Compuware announced Robert C. Paul's election to the company's Board of Directors. Paul, 47, has served as President and COO of Compuware since 2008. Since taking this position, he has returned Compuware to revenue and margin growth. Peter J. Carmanos, 66, founder, remains as Compuware's CEO.
RealNetworks' board appointed Kimball, 46, as president and acting CEO after founder Rob Glaser, 47, stepped down as chief executive. Kimball was appointed to the board of directors. Glaser will remain chairman of the Board of Directors.
Sometimes the board position is a consolation prize for an exec who was vying-but not selected-as CEO. This type of appointment increases the power at the next level of management. There are several examples of this trend in the first quarter of 2010.
In Paul's case, Compuware's board is recognizing his increased role and the results of his turnaround efforts as COO. But the CEO spot remains firmly in the hands of the company's founder. In Kimball's case, the board continues to search for a permanent CEO, but appointed him to the board in light of his continuing strategic contributions to the company as interim CEO.
Consolidation of Power
Another noteworthy trend is the consolidation of power of the Chair and CEO roles. There's nothing like an emergency situation to consolidate power into experienced hands.

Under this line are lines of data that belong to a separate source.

//! Local product table: seeded products plus everything resolved so far.

use std::collections::HashMap;
use std::sync::{Arc, Mutex, MutexGuard, PoisonError};
use tracing::{debug, warn};

use crate::store::{RecordStore, RecordStoreExt, StorageResult};

use super::seed::seed_products;
use super::types::ProductRecord;

/// In-memory product table, optionally backed by the durable `products`
/// partition.
///
/// Entries never expire. Writes go to memory first; a failed durable write
/// is logged and the product stays available for the session.
pub struct ProductTable {
  products: Mutex<HashMap<String, ProductRecord>>,
  store: Option<Arc<dyn RecordStore>>,
}

impl ProductTable {
  /// Table holding only the bundled seed products.
  pub fn seeded() -> Self {
    let products = seed_products()
      .into_iter()
      .map(|p| (p.barcode.clone(), p))
      .collect();

    Self {
      products: Mutex::new(products),
      store: None,
    }
  }

  /// Seeded table overlaid with products persisted by earlier runs.
  pub fn with_store(store: Arc<dyn RecordStore>) -> StorageResult<Self> {
    let persisted: Vec<ProductRecord> = store.all_records()?;
    debug!(count = persisted.len(), "Loaded persisted products");

    let table = Self::seeded();
    {
      let mut products = table.lock();
      for product in persisted {
        products.insert(product.barcode.clone(), product);
      }
    }

    Ok(Self {
      store: Some(store),
      ..table
    })
  }

  fn lock(&self) -> MutexGuard<'_, HashMap<String, ProductRecord>> {
    // Plain map inserts cannot leave it half-written
    self.products.lock().unwrap_or_else(PoisonError::into_inner)
  }

  pub fn get(&self, barcode: &str) -> Option<ProductRecord> {
    self.lock().get(barcode).cloned()
  }

  #[allow(dead_code)]
  pub fn contains(&self, barcode: &str) -> bool {
    self.lock().contains_key(barcode)
  }

  pub fn len(&self) -> usize {
    self.lock().len()
  }

  /// Add or replace a product and persist it when a store is attached.
  pub fn insert(&self, product: ProductRecord) {
    if let Some(store) = &self.store {
      if let Err(e) = store.put_record(&product) {
        warn!(
          barcode = %product.barcode,
          error = %e,
          "Failed to persist product, keeping in memory"
        );
      }
    }
    self.lock().insert(product.barcode.clone(), product);
  }

  /// Case-insensitive match on name or brand, or a barcode containing the
  /// query, sorted by name.
  pub fn search(&self, query: &str) -> Vec<ProductRecord> {
    let query = query.trim().to_lowercase();
    if query.is_empty() {
      return Vec::new();
    }

    let mut matches: Vec<ProductRecord> = self
      .lock()
      .values()
      .filter(|p| {
        p.name.to_lowercase().contains(&query)
          || p.brand.to_lowercase().contains(&query)
          || p.barcode.contains(&query)
      })
      .cloned()
      .collect();
    matches.sort_by(|a, b| a.name.cmp(&b.name));
    matches
  }

  /// Products in a category (case-insensitive), sorted by name.
  pub fn by_category(&self, category: &str) -> Vec<ProductRecord> {
    let mut matches: Vec<ProductRecord> = self
      .lock()
      .values()
      .filter(|p| p.category.eq_ignore_ascii_case(category))
      .cloned()
      .collect();
    matches.sort_by(|a, b| a.name.cmp(&b.name));
    matches
  }
}

#[cfg(test)]
mod tests {
  use super::*;
  use crate::products::types::ProductDraft;
  use crate::store::{MemoryStore, SqliteStore};

  fn product(barcode: &str, name: &str) -> ProductRecord {
    let mut draft = ProductDraft::new(barcode);
    draft.name = Some(name.to_string());
    draft.category = Some("Produce".to_string());
    draft.normalize().unwrap()
  }

  #[test]
  fn test_seeded_table_contains_known_barcode() {
    let table = ProductTable::seeded();
    let flour = table.get("123456789012").unwrap();
    assert_eq!(flour.name, "All-Purpose Flour");
    assert!(!table.contains("999999999999"));
  }

  #[test]
  fn test_insert_persists_to_store() {
    let store: Arc<dyn RecordStore> = Arc::new(MemoryStore::new());
    store.initialize().unwrap();

    let table = ProductTable::with_store(Arc::clone(&store)).unwrap();
    table.insert(product("11112222", "Shallots"));

    let reloaded = ProductTable::with_store(store).unwrap();
    assert_eq!(reloaded.get("11112222").unwrap().name, "Shallots");
    assert_eq!(reloaded.len(), ProductTable::seeded().len() + 1);
  }

  #[test]
  fn test_insert_survives_store_failure() {
    // Never initialized, so every write fails
    let store: Arc<dyn RecordStore> = Arc::new(SqliteStore::in_memory());
    let table = ProductTable {
      store: Some(store),
      ..ProductTable::seeded()
    };

    table.insert(product("33334444", "Leeks"));
    assert!(table.contains("33334444"));
  }

  #[test]
  fn test_search_and_category() {
    let table = ProductTable::seeded();
    let results = table.search("sugar");
    assert_eq!(results.len(), 1);
    assert_eq!(results[0].barcode, "234567890123");

    assert!(table.search("  ").is_empty());

    let by_barcode = table.search("678901234567");
    assert_eq!(by_barcode.len(), 1);
    assert_eq!(by_barcode[0].category, "Dairy");

    let baking = table.by_category("baking");
    assert_eq!(baking.len(), 2);
    assert_eq!(baking[0].name, "All-Purpose Flour");
  }
}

One recent example is CA Chairman of the Board William McCracken taking over as CEO. Another example is PTC separating the positions of CEO and president and appointing C. Richard Harrison, 53, as Chairman and CEO of the company and James Hepplemann, 44, as president and COO. And Hasso Plattner at SAP is widely viewed as taking the helm although the CEO role is now split into the inside/outside leadership. This is also happening at Xerox where the Chair and CEO roles go to Ursula Burns.
CIOs Land on Software Boards
A third trend worth exploring this quarter is CIOs landing on technology boards. We've seen this at Compuware, EMC, ActivIdentity and Riverbed Technologies in the past few months alone. Compuware actually expanded the board size by one seat to make room for the new executive.
Risk is no longer just financial. Technology risk and a customer's perspective are two driving forces behind this trend, as solutions get increasingly complex, and as organizations increasingly rely on technology to operate.